Saturday, November 29, 2014

Lieutenant-Colonel Theodore Lyman to Elizabeth Russell Lyman, May 20, 1864

Headquarters Army Of Potomac
Friday, May 20, 1864

To-day has been entirely quiet, our pickets deliberately exchanging papers, despite orders to the contrary. These men are incomprehensible — now standing from daylight to dark killing and wounding each other by thousands, and now making jokes and exchanging newspapers! You see them lying side by side in the hospitals, talking together in that serious prosaic way that characterizes Americans. The great staples of conversation are the size and quality of rations, the marches they have made, and the regiments they have fought against. All sense of personal spite is sunk in the immensity of the contest.

In my letter of yesterday I got you as far as the evening of Sunday the 8th. On Monday, the 9th, early, Burnside was to come down the Spotsylvania and Fredericksburg road to the “Gate,” thus approaching on the extreme left; Sedgwick and Warren respectively occupied the left and right centre, while Hancock, in the neighborhood of Todd's Tavern, covered the right flank; for you will remember that the Rebel columns were still moving down the Parker's Store road to Spotsylvania, and we could not be sure they would not come in on our right flank and rear.
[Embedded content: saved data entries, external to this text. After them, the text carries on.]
//! Configuration
//!
//! TOML configuration for EdgeMQ:
//! - Server bind address and shutdown grace period
//! - Connection limits
//! - Keep alive parameters
//! - MQTT feature flags
//! - Authentication and ACL
//! - Threshold pipeline
//! - Environment variable overrides (EDGEMQ__* prefix)

use std::net::SocketAddr;
use std::path::Path;
use std::time::Duration;

use config::{Environment, File, FileFormat};
use regex::Regex;
use serde::Deserialize;


/// Substitute environment variables in a string.
/// Supports `${VAR}` and `${VAR:-default}` syntax.
fn substitute_env_vars(content: &str) -> Result<String, ConfigError> {
    let re = Regex::new(r"\$\{([^}:]+)(?::-([^}]*))?\}")
        .map_err(|e| ConfigError::Validation(e.to_string()))?;
    Ok(re
        .replace_all(content, |caps: &regex::Captures| {
            let default = caps.get(2).map(|m| m.as_str()).unwrap_or("");
            std::env::var(&caps[1]).unwrap_or_else(|_| default.to_string())
        })
        .into_owned())
}

#[derive(Debug)]
pub enum ConfigError {
    /// IO error reading config file
    Io(std::io::Error),
    /// TOML parsing error
    Parse(toml::de::Error),
    /// Error from the layered config builder
    Config(config::ConfigError),
    /// Settings are individually valid but inconsistent
    Validation(String),
}

impl std::fmt::Display for ConfigError {
    fn fmt(&self, f: &mut std::fmt::Formatter<'_>) -> std::fmt::Result {
        match self {
            ConfigError::Io(e) => write!(f, "IO error: {}", e),
            ConfigError::Parse(e) => write!(f, "Parse error: {}", e),
            ConfigError::Config(e) => write!(f, "Config error: {}", e),
            ConfigError::Validation(msg) => write!(f, "Validation error: {}", msg),
        }
    }
}

impl std::error::Error for ConfigError {}

impl From<std::io::Error> for ConfigError {
    fn from(e: std::io::Error) -> Self {
        ConfigError::Io(e)
    }
}

impl From<toml::de::Error> for ConfigError {
    fn from(e: toml::de::Error) -> Self {
        ConfigError::Parse(e)
    }
}

impl From<config::ConfigError> for ConfigError {
    fn from(e: config::ConfigError) -> Self {
        ConfigError::Config(e)
    }
}

/// Root configuration structure
#[derive(Debug, Clone, Deserialize, Default)]
#[serde(default)]
pub struct Config {
    pub log: LogConfig,
    pub server: ServerConfig,
    pub limits: LimitsConfig,
    pub session: SessionConfig,
    pub mqtt: MqttConfig,
    pub auth: AuthConfig,
    pub acl: AclConfig,
    pub pipeline: PipelineConfig,
}

#[derive(Debug, Clone, Deserialize)]
#[serde(default)]
pub struct LogConfig {
    /// error, warn, info, debug or trace
    pub level: String,
}

impl Default for LogConfig {
    fn default() -> Self {
        Self {
            level: "info".to_string(),
        }
    }
}

#[derive(Debug, Clone, Deserialize)]
#[serde(default)]
pub struct ServerConfig {
    /// TCP bind address
    pub bind: SocketAddr,
    /// Seconds to wait for connections to finish on shutdown
    pub shutdown_timeout: u64,
}

fn default_bind() -> SocketAddr {
    SocketAddr::from(([0, 0, 0, 0], 1883))
}

impl Default for ServerConfig {
    fn default() -> Self {
        Self {
            bind: default_bind(),
            shutdown_timeout: 5,
        }
    }
}

impl ServerConfig {
    pub fn shutdown_timeout_duration(&self) -> Duration {
        Duration::from_secs(self.shutdown_timeout)
    }
}

#[derive(Debug, Clone, Deserialize)]
#[serde(default)]
pub struct LimitsConfig {
    /// Maximum number of concurrent connections (0 = unbounded)
    pub max_connections: usize,
    /// Maximum incoming packet size in bytes
    pub max_packet_size: usize,
    /// Seconds a new connection has to send CONNECT
    pub connect_timeout: u64,
    /// Maximum levels in a topic name or filter (0 = unlimited)
    pub max_topic_levels: usize,
}

impl Default for LimitsConfig {
    fn default() -> Self {
        Self {
            max_connections: 10_000,
            max_packet_size: 1024 * 1024,
            connect_timeout: 10,
            max_topic_levels: 128,
        }
    }
}

impl LimitsConfig {
    pub fn connect_timeout_duration(&self) -> Duration {
        Duration::from_secs(self.connect_timeout)
    }
}

#[derive(Debug, Clone, Deserialize)]
#[serde(default)]
pub struct SessionConfig {
    /// Keep alive used when a client asks for 0
    pub default_keep_alive: u16,
    /// Upper bound on the client's keep alive
    pub max_keep_alive: u16,
}

impl Default for SessionConfig {
    fn default() -> Self {
        Self {
            default_keep_alive: 60,
            max_keep_alive: 65535,
        }
    }
}

#[derive(Debug, Clone, Deserialize)]
#[serde(default)]
pub struct MqttConfig {
    /// Maximum QoS granted (0 or 1)
    pub max_qos: u8,
    pub retain_available: bool,
    pub wildcard_subscriptions: bool,
    pub subscription_identifiers: bool,
    /// Whether the broker hosts the in-process inline client
    pub inline_client: bool,
}

impl Default for MqttConfig {
    fn default() -> Self {
        Self {
            max_qos: 1,
            retain_available: true,
            wildcard_subscriptions: true,
            subscription_identifiers: true,
            inline_client: true,
        }
    }
}

#[derive(Debug, Clone, Deserialize)]
#[serde(default)]
pub struct AuthConfig {
    pub enabled: bool,
    /// Allow connections without a username when auth is enabled
    pub allow_anonymous: bool,
    pub users: Vec<UserConfig>,
}

impl Default for AuthConfig {
    fn default() -> Self {
        Self {
            enabled: false,
            allow_anonymous: true,
            users: Vec::new(),
        }
    }
}

#[derive(Debug, Clone, Deserialize)]
pub struct UserConfig {
    pub username: String,
    /// Plaintext password
    #[serde(default)]
    pub password: Option<String>,
    /// Argon2 PHC string (`$argon2id$v=19$...`)
    #[serde(default)]
    pub password_hash: Option<String>,
    /// ACL role name
    #[serde(default)]
    pub role: Option<String>,
}

#[derive(Debug, Clone, Deserialize, Default)]
#[serde(default)]
pub struct AclConfig {
    pub enabled: bool,
    pub roles: Vec<AclRole>,
    /// Permissions for users without a role, including anonymous clients
    pub default: AclPermissions,
}

#[derive(Debug, Clone, Deserialize)]
pub struct AclRole {
    pub name: String,
    #[serde(default)]
    pub publish: Vec<String>,
    #[serde(default)]
    pub subscribe: Vec<String>,
}

#[derive(Debug, Clone, Deserialize, Default)]
#[serde(default)]
pub struct AclPermissions {
    pub publish: Vec<String>,
    pub subscribe: Vec<String>,
}

/// Threshold pipeline run on the inline client
#[derive(Debug, Clone, Deserialize)]
#[serde(default)]
pub struct PipelineConfig {
    pub enabled: bool,
    pub input_topic: String,
    pub output_topic: String,
    /// Readings strictly above this value are labelled "high"
    pub threshold: f64,
    pub subscription_id: u32,
}

impl Default for PipelineConfig {
    fn default() -> Self {
        Self {
            enabled: true,
            input_topic: "temperature/send".to_string(),
            output_topic: "temperature/result".to_string(),
            threshold: 30.5,
            subscription_id: 1,
        }
    }
}

impl Config {
    /// Load configuration from a TOML file with environment variable overrides.
    ///
    /// 1. In-file substitution: `${VAR}` or `${VAR:-default}`
    /// 2. Overrides with the `EDGEMQ__` prefix, double underscores for nesting:
    ///    - `EDGEMQ__SERVER__BIND=0.0.0.0:1884` overrides `server.bind`
    ///    - `EDGEMQ__PIPELINE__THRESHOLD=25.0` overrides `pipeline.threshold`
    ///
    /// A missing file is not an error; defaults and environment apply.
    pub fn load<P: AsRef<Path>>(path: P) -> Result<Self, ConfigError> {
        let defaults = Config::default();
        let mut builder = config::Config::builder()
            .set_default("log.level", defaults.log.level)?
            .set_default("server.bind", defaults.server.bind.to_string())?
            .set_default("server.shutdown_timeout", defaults.server.shutdown_timeout as i64)?
            .set_default("limits.max_connections", defaults.limits.max_connections as i64)?
            .set_default("limits.max_packet_size", defaults.limits.max_packet_size as i64)?
            .set_default("limits.connect_timeout", defaults.limits.connect_timeout as i64)?
            .set_default("limits.max_topic_levels", defaults.limits.max_topic_levels as i64)?
            .set_default("session.default_keep_alive", defaults.session.default_keep_alive as i64)?
            .set_default("session.max_keep_alive", defaults.session.max_keep_alive as i64)?
            .set_default("mqtt.max_qos", defaults.mqtt.max_qos as i64)?
            .set_default("mqtt.retain_available", defaults.mqtt.retain_available)?
            .set_default("mqtt.wildcard_subscriptions", defaults.mqtt.wildcard_subscriptions)?
            .set_default("mqtt.subscription_identifiers", defaults.mqtt.subscription_identifiers)?
            .set_default("mqtt.inline_client", defaults.mqtt.inline_client)?
            .set_default("auth.enabled", defaults.auth.enabled)?
            .set_default("auth.allow_anonymous", defaults.auth.allow_anonymous)?
            .set_default("acl.enabled", defaults.acl.enabled)?
            .set_default("pipeline.enabled", defaults.pipeline.enabled)?
            .set_default("pipeline.input_topic", defaults.pipeline.input_topic)?
            .set_default("pipeline.output_topic", defaults.pipeline.output_topic)?
            .set_default("pipeline.threshold", defaults.pipeline.threshold)?
            .set_default("pipeline.subscription_id", defaults.pipeline.subscription_id as i64)?;

        let path = path.as_ref();
        match std::fs::read_to_string(path) {
            Ok(content) => {
                let substituted = substitute_env_vars(&content)?;
                builder = builder.add_source(File::from_str(&substituted, FileFormat::Toml));
            }
            Err(e) if e.kind() == std::io::ErrorKind::NotFound => {}
            Err(e) => return Err(ConfigError::Io(e)),
        }

        let cfg = builder
            .add_source(
                Environment::with_prefix("EDGEMQ")
                    .separator("__")
                    .try_parsing(true),
            )
            .build()?;

        let config: Config = cfg.try_deserialize()?;
        config.validate()?;
        Ok(config)
    }

    /// Configuration from defaults and environment only
    pub fn from_env() -> Result<Self, ConfigError> {
        Self::load(Path::new(""))
    }

    /// Parse configuration from a string (no environment overrides)
    pub fn parse(content: &str) -> Result<Self, ConfigError> {
        let config: Config = toml::from_str(content)?;
        config.validate()?;
        Ok(config)
    }

    pub fn validate(&self) -> Result<(), ConfigError> {
        if self.mqtt.max_qos > 1 {
            return Err(ConfigError::Validation(
                "max_qos must be 0 or 1".to_string(),
            ));
        }

        if self.session.max_keep_alive == 0 {
            return Err(ConfigError::Validation(
                "max_keep_alive must be greater than 0".to_string(),
            ));
        }

        if self.pipeline.enabled {
            if !self.mqtt.inline_client {
                return Err(ConfigError::Validation(
                    "pipeline requires mqtt.inline_client".to_string(),
                ));
            }
            if crate::topic::validate_topic_filter(&self.pipeline.input_topic).is_err() {
                return Err(ConfigError::Validation(format!(
                    "pipeline input_topic '{}' is not a valid topic filter",
                    self.pipeline.input_topic
                )));
            }
            if crate::topic::validate_topic_name(&self.pipeline.output_topic).is_err() {
                return Err(ConfigError::Validation(format!(
                    "pipeline output_topic '{}' is not a valid topic name",
                    self.pipeline.output_topic
                )));
            }
            if crate::topic::matches(&self.pipeline.input_topic, &self.pipeline.output_topic) {
                return Err(ConfigError::Validation(format!(
                    "pipeline input_topic '{}' must not match its own output_topic",
                    self.pipeline.input_topic
                )));
            }
            if !self.pipeline.threshold.is_finite() {
                return Err(ConfigError::Validation(
                    "pipeline threshold must be finite".to_string(),
                ));
            }
        }

        if self.auth.enabled {
            for user in &self.auth.users {
                match (&user.password, &user.password_hash) {
                    (None, None) => {
                        return Err(ConfigError::Validation(format!(
                            "User '{}' must have either 'password' or 'password_hash'",
                            user.username
                        )));
                    }
                    (Some(_), Some(_)) => {
                        return Err(ConfigError::Validation(format!(
                            "User '{}' cannot have both 'password' and 'password_hash'",
                            user.username
                        )));
                    }
                    (Some(pwd), None) if pwd.is_empty() => {
                        return Err(ConfigError::Validation(format!(
                            "User '{}' has empty password",
                            user.username
                        )));
                    }
                    (None, Some(hash)) if !hash.starts_with("$argon2") => {
                        return Err(ConfigError::Validation(format!(
                            "User '{}' has invalid password_hash format (must be argon2 PHC format)",
                            user.username
                        )));
                    }
                    _ => {}
                }
            }
        }

        if self.auth.enabled && self.acl.enabled {
            let role_names: std::collections::HashSet<_> =
                self.acl.roles.iter().map(|r| &r.name).collect();

            for user in &self.auth.users {
                if let Some(ref role) = user.role {
                    if !role_names.contains(role) {
                        return Err(ConfigError::Validation(format!(
                            "User '{}' references unknown role '{}'",
                            user.username, role
                        )));
                    }
                }
            }
        }

        Ok(())
    }
}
Be times in the morning General Meade, with three aides, rode back to General Hancock, and had a consultation with him. The day was again hot and the dust thicker and thicker. As we stood there under a big cherry tree, a strange figure approached; he looked like a highly independent mounted newsboy; he was attired in a flannel checked shirt; a threadbare pair of trousers, and an old blue kepi; from his waist hung a big cavalry sabre; his features wore a familiar sarcastic smile. It was General Barlow, commanding the 1st division of the 2d Corps, a division that for fine fighting cannot be exceeded in the army. There, too, was General Birney, also in checked flannel, but much more tippy than Barlow, and stout General Hancock, who always wears a clean white shirt (where he gets them nobody knows); and thither came steel-cold General Gibbon, the most American of Americans, with his sharp nose and up-and-down manner of telling the truth, no matter whom it hurts. . . .

It was about ten o'clock, and I was trotting down the Piney Branch road, when I met Colonel McMahon, Adjutant-General of the 6th Corps; I was seriously alarmed at the expression of his face, as he hurriedly asked where General Meade was. I said, “What is the matter?” He seemed entirely unnerved as he replied: "They have hit General Sedgwick just here under the eye, and, my God, I am afraid he is killed!” It was even so: General Sedgwick, with a carelessness of consequences for which he was well known, had put his Headquarters close on the line of battle and in range of the sharpshooters. As he sat there, he noticed a soldier dodging the bullets as they came over. Rising from the grass, he went up to the man, and, laying his hand on his shoulder, said, “Why, what are you dodging for? They could not hit an elephant at that distance.” As he spoke the last word, he fell, shot through the brain by a ball from a telescopic rifle.  . . . The dismay of General Sedgwick's Staff was a personal feeling; he was like a kind father to them, and they loved him really like sons. So fell “good Uncle John,” a pure and great-hearted man, a brave and skilful soldier. From the commander to the lowest private he had no enemy in this army. . . .

I found General Meade with Generals Wright, Warren, and Humphreys consulting together in the same spot where Grant sat yesterday among the bullets, for no apparent reason. You never saw such an old bird as General Humphreys! I do like to see a brave man; but when a man goes out for the express purpose of getting shot at, he seems to me in the way of a maniac.  . . . In the afternoon there was some fighting on the right centre, without result; Burnside pushed down on the left, driving the enemy before him; and so the day closed, our army crowding in on Lee and he standing at bay and throwing up breastworks.

[At this period Lyman was in the habit of writing a few lines about the events of the day, and then taking up his narrative several days back. A bit of foresight of which he characteristically remarks: “I make a rule to speak chiefly of what has passed, not deeming it prudent to properly describe the present.” To avoid confusion, the letters have been chronologically separated.]